Sub-diffusive Black-Scholes model and Girsanov transform for sub-diffusions

TL;DR

This paper introduces a sub-diffusive Black-Scholes model capturing market inactivity during bear markets, utilizing Girsanov transforms and fractional PDEs to price European options.

Contribution

It develops a novel sub-diffusive Black-Scholes framework with explicit pricing formulas and a fractional PDE approach, extending classical models to account for market sub-diffusion.

Findings

The model is arbitrage-free but incomplete.

Explicit European call option pricing formula derived.

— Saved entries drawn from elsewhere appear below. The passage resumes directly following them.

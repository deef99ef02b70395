// src/presentation/http/controllers/media.rs
use crate::application::{
    commands::media::{DeleteMediaCommand, RequestUploadCommand},
    dto::{DeleteMediaResultDto, UploadTicketDto},
};
use crate::presentation::http::error::{ErrorResponse, HttpResult, IntoHttpResult};
use crate::presentation::http::extractors::Authenticated;
use crate::presentation::http::state::HttpState;
use axum::{Extension, Json};
use serde::Deserialize;
use utoipa::ToSchema;

#[derive(Debug, Default, Deserialize, ToSchema)]
pub struct UploadUrlRequest {
    #[schema(example = "tank-300-front.jpg")]
    pub file_name: Option<String>,
    #[schema(example = "image/jpeg")]
    pub file_type: Option<String>,
}

#[derive(Debug, Default, Deserialize, ToSchema)]
pub struct DeleteMediaRequest {
    /// Public URL previously returned by the upload endpoint.
    #[serde(default)]
    pub url: String,
}

#[utoipa::path(
    post,
    path = "/api/v1/media/upload-url",
    request_body = UploadUrlRequest,
    responses(
        (status = 200, description = "Presigned PUT URL and the resulting public URL.", body = UploadTicketDto),
        (status = 400, description = "Missing name or unsupported file type.", body = ErrorResponse),
        (status = 401, description = "Unauthorized.", body = ErrorResponse),
        (status = 500, description = "Unexpected server error.", body = ErrorResponse)
    ),
    security(("bearerAuth" = [])),
    tag = "Media"
)]
pub async fn request_upload_url(
    Extension(state): Extension<HttpState>,
    Authenticated(_admin): Authenticated,
    Json(payload): Json<UploadUrlRequest>,
) -> HttpResult<Json<UploadTicketDto>> {
    let command = RequestUploadCommand {
        file_name: payload.file_name,
        file_type: payload.file_type,
    };

    state
        .services
        .media_commands
        .request_upload_url(command)
        .await
        .into_http()
        .map(Json)
}

#[utoipa::path(
    post,
    path = "/api/v1/media/delete",
    request_body = DeleteMediaRequest,
    responses(
        (status = 200, description = "Whether the object was removed.", body = DeleteMediaResultDto),
        (status = 400, description = "URL missing or not managed by this storage.", body = ErrorResponse),
        (status = 401, description = "Unauthorized.", body = ErrorResponse)
    ),
    security(("bearerAuth" = [])),
    tag = "Media"
)]
pub async fn delete_media(
    Extension(state): Extension<HttpState>,
    Authenticated(_admin): Authenticated,
    Json(payload): Json<DeleteMediaRequest>,
) -> HttpResult<Json<DeleteMediaResultDto>> {
    state
        .services
        .media_commands
        .delete_media(DeleteMediaCommand { url: payload.url })
        .await
        .into_http()
        .map(Json)
}
// src/application/commands/articles/delete.rs
use super::ArticleCommandService;
use crate::{
    application::error::{ApplicationError, ApplicationResult},
    domain::article::ArticleId,
};

const NOT_DELETED: &str = "article not found or could not be deleted";

pub struct DeleteArticleCommand {
    pub id: i64,
}

impl ArticleCommandService {
    pub async fn delete_article(&self, command: DeleteArticleCommand) -> ApplicationResult<()> {
        let id = ArticleId::new(command.id)?;
        let article = self
            .read_repo
            .find_by_id(id)
            .await?
            .ok_or_else(|| ApplicationError::not_found(NOT_DELETED))?;

        if !self.write_repo.delete(id).await? {
            return Err(ApplicationError::not_found(NOT_DELETED));
        }

        tracing::info!(article_id = command.id, "article deleted");
        self.janitor.release(article.image_urls()).await;
        Ok(())
    }
}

Time-fractional Black-Scholes PDE established.

Abstract

We propose a novel Black-Scholes model under which the stock price processes are modeled by stochastic differential equations driven by sub-diffusions. The new framework can capture the less financial activity phenomenon during the bear markets while having the classical Black- Scholes model as its special case. The sub-diffusive spot market is arbitrage-free but is in general incomplete. We investigate the pricing for European-style contingent claims under this new model. For this, we study the Girsanov transform for sub-diffusions and use it to find risk-neutral probability measures for the new Black-Scholes model. Finally, we derive the explicit formula for the price of European call options and show that it can be determined by a partial differential equation (PDE) involving a fractional derivative in time, which we coin a time-fractional Black-Scholes PDE.